Wednesday, June 8, 2016

Movie Review: Captain America: The Winter Soldier (2014)

Captain America: The Winter Soldier (2014) - Directed by Joe Russo, Anthony Russo; Written by Christopher Markus, Stephen McFeely; Starring Chris Evans, Samuel L. Jackson, Scarlett Johansson, Robert Redford, Sebastian Stan, Anthony Mackie, Cobie Smulders, Emily VanCamp, Hailey Atwell.

By Kenny Howell

As a person who loves comic books but doesn't really like comic book movies, I am always a little reluctant to see them.

That is why I am just now seeing Captain America: The Winter Soldier, among other reasons I have mentioned on this site before (i.e. kids are time stealers).

The first Captain America film was one of my favorite of the new Marvel wave that has seen a handful of movies come out each year for several years now. Iron Man 3 with all its Shane Blackness may be my favorite, but Captain America: The First Avenger was up there.

The second film should really be where a comic book movie franchise takes off because comic book movies are the only genre where the first act of a story takes up at least 75% of the first film. Origin stories are used to a ridiculous extent these days (looking at you Man of Steel), so it basically ends up being the entire first film.

Captain America: The First Avenger was able to mask that a bit with its lead in Chris Evans and just an overall charm throughout the movie. Captain America: The Winter Soldier takes that foundation and runs with it perfectly.

As viewers of the first film know, Captain America was frozen for many years only to be woken up in present day, mostly because it's hard to make The Avengers movies with him 70 years in the past. A new enemy has appeared called The Winter Soldier. He kills Nick Fury early on, and that leads Captain America after him, which unveils a vast conspiracy that sees the lines between S.H.I.E.L.D. and Hydra blurred.

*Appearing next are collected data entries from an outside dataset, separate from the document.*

/*
 * @file cffi.rs
 * @author The dump_index developers
 * @copyright 2026 The dump_index developers
 *
 * C foreign function interface.
 * Failures come back as null pointers or `false`; nothing here panics on
 * bad input from C.
 */

use crate::{CompressedRecordArray,BitSetArray,IntegerLruCache,IntegerMap};
use crate::bitset::MAX_BIT;
use crate::values::ABSENT;
use core::ptr::NonNull;
use core::slice::{from_raw_parts,from_raw_parts_mut};

/****************************************************************************
 * Compressed record arrays
 ****************************************************************************/

#[no_mangle]
/// Create a record array.  Returns null if the parameters are invalid.
pub extern fn didx_record_array_new(block_size_log2: u32, record_size: usize) -> *mut CompressedRecordArray {
    match CompressedRecordArray::new(block_size_log2, record_size) {
        Ok(array) => Box::into_raw(Box::new(array)),
        Err(_) => std::ptr::null_mut(),
    }
}

#[no_mangle]
/// Append a record of `len` values.  Returns false if the array is closed
/// or `len` is not its record size.
pub unsafe extern fn didx_record_array_add(mut ptr: NonNull<CompressedRecordArray>,
        record: *const i32, len: usize) -> bool {
    let array = ptr.as_mut();
    if array.is_closed() || len != array.record_size() || record.is_null() { return false; }
    array.add(from_raw_parts(record, len));
    true
}

#[no_mangle]
/// Seal a record array for reading.
pub unsafe extern fn didx_record_array_close(mut ptr: NonNull<CompressedRecordArray>) {
    ptr.as_mut().close();
}

#[no_mangle]
/// Number of records in the array.
pub unsafe extern fn didx_record_array_len(ptr: NonNull<CompressedRecordArray>) -> usize {
    ptr.as_ref().len()
}

#[no_mangle]
/// Read record `record_number` into `output`, which holds `len` values.
/// Returns false if the array is open, the record doesn't exist or `len` is wrong.
pub unsafe extern fn didx_record_array_get(ptr: NonNull<CompressedRecordArray>,
        record_number: usize, output: *mut i32, len: usize) -> bool {
    if output.is_null() { return false; }
    ptr.as_ref().try_get(record_number, from_raw_parts_mut(output, len)).is_ok()
}

#[no_mangle]
/// Free a record array
pub unsafe extern fn didx_record_array_free(ptr: *mut CompressedRecordArray) {
    if !ptr.is_null() { drop(Box::from_raw(ptr)); }
}

/****************************************************************************
 * Bit-set arrays
 ****************************************************************************/

#[no_mangle]
/// Create an empty bit-set array
pub extern fn didx_bitset_array_new() -> *mut BitSetArray {
    Box::into_raw(Box::new(BitSetArray::new()))
}

#[no_mangle]
/// Set `bit` in set `index`.  Returns false if `bit` is out of range.
pub unsafe extern fn didx_bitset_array_set(mut ptr: NonNull<BitSetArray>, index: usize, bit: u32) -> bool {
    if bit > MAX_BIT { return false; }
    ptr.as_mut().set(index, bit);
    true
}

#[no_mangle]
/// Union set `from` into set `to`
pub unsafe extern fn didx_bitset_array_or(mut ptr: NonNull<BitSetArray>, to: usize, from: usize) {
    ptr.as_mut().or(to, from);
}

#[no_mangle]
/// Is `bit` in set `index`?
pub unsafe extern fn didx_bitset_array_contains(ptr: NonNull<BitSetArray>, index: usize, bit: u32) -> bool {
    ptr.as_ref().contains(index, bit)
}

#[no_mangle]
/// Number of bits in set `index`
pub unsafe extern fn didx_bitset_array_cardinality(ptr: NonNull<BitSetArray>, index: usize) -> usize {
    ptr.as_ref().cardinality(index)
}

#[no_mangle]
/// Free a bit-set array
pub unsafe extern fn didx_bitset_array_free(ptr: *mut BitSetArray) {
    if !ptr.is_null() { drop(Box::from_raw(ptr)); }
}

/****************************************************************************
 * u64 -> i32 LRU caches
 ****************************************************************************/

#[no_mangle]
/// Create an LRU cache of at most `max_size` entries.  Returns null if `max_size` is 0.
pub extern fn didx_lru_u64_i32_new(max_size: usize) -> *mut IntegerLruCache {
    match IntegerLruCache::new(max_size) {
        Ok(cache) => Box::into_raw(Box::new(cache)),
        Err(_) => std::ptr::null_mut(),
    }
}

#[no_mangle]
/// Look up a key, marking it most recently used.  Return true if it is cached.
pub unsafe extern fn didx_lru_u64_i32_get(ptr: NonNull<IntegerLruCache>, key: u64, output: *mut i32) -> bool {
    ptr.as_ref().get(key).map_or(false, |v| {
        if !output.is_null() { *output = v; }
        true
    })
}

#[no_mangle]
/// Insert or update a key.  Returns false if `value` is the reserved -1.
pub unsafe extern fn didx_lru_u64_i32_put(ptr: NonNull<IntegerLruCache>, key: u64, value: i32) -> bool {
    if value == ABSENT { return false; }
    ptr.as_ref().put(key, value);
    true
}

#[no_mangle]
/// Remove a key.  Return true if it was cached.
pub unsafe extern fn didx_lru_u64_i32_remove(ptr: NonNull<IntegerLruCache>, key: u64) -> bool {
    ptr.as_ref().remove(key).is_some()
}

#[no_mangle]
/// Number of cached entries
pub unsafe extern fn didx_lru_u64_i32_len(ptr: NonNull<IntegerLruCache>) -> usize {
    ptr.as_ref().len()
}

#[no_mangle]
/// Free an LRU cache
pub unsafe extern fn didx_lru_u64_i32_free(ptr: *mut IntegerLruCache) {
    if !ptr.is_null() { drop(Box::from_raw(ptr)); }
}

/****************************************************************************
 * u64 -> i32 maps
 ****************************************************************************/

#[no_mangle]
/// Create an empty map
pub extern fn didx_map_u64_i32_new() -> *mut IntegerMap {
    Box::into_raw(Box::new(IntegerMap::new()))
}

#[no_mangle]
/// Look up a key.  Return true if the map contains it.
pub unsafe extern fn didx_map_u64_i32_get(ptr: NonNull<IntegerMap>, key: u64, output: *mut i32) -> bool {
    ptr.as_ref().get(key).map_or(false, |v| {
        if !output.is_null() { *output = v; }
        true
    })
}

#[no_mangle]
/// Insert or update a key.  Returns false if `value` is the reserved -1.
pub unsafe extern fn didx_map_u64_i32_put(mut ptr: NonNull<IntegerMap>, key: u64, value: i32) -> bool {
    if value == ABSENT { return false; }
    ptr.as_mut().put(key, value);
    true
}

#[no_mangle]
/// Remove a key.  Return true if it was present.
pub unsafe extern fn didx_map_u64_i32_remove(mut ptr: NonNull<IntegerMap>, key: u64) -> bool {
    ptr.as_mut().remove(key).is_some()
}

#[no_mangle]
/// Number of keys in the map
pub unsafe extern fn didx_map_u64_i32_len(ptr: NonNull<IntegerMap>) -> usize {
    ptr.as_ref().len()
}

#[no_mangle]
/// Free a map
pub unsafe extern fn didx_map_u64_i32_free(ptr: *mut IntegerMap) {
    if !ptr.is_null() { drop(Box::from_raw(ptr)); }
}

Captain America uses the assistance of Black Widow (Johansson) to try and stop the possible rise of Hydra and the corruption of S.H.I.E.L.D.

The film is a perfect blend of terrific action scenes and thoughtful debate of the role of law in criminal acts. How far will you go, how far should you be allowed to go to get done what needs to get done. It was something that Christopher Nolan was able to balance well, especially in the middle The Dark Knight film, but most don't even try. The Russo brothers, who are now a hot commodity, came mostly from TV work, and it's surprising how well they adapt to a big budget film such as this. It may be the best Marvel movie to its date, though I haven't seen the third installment of this series yet. However, this one is tough to top.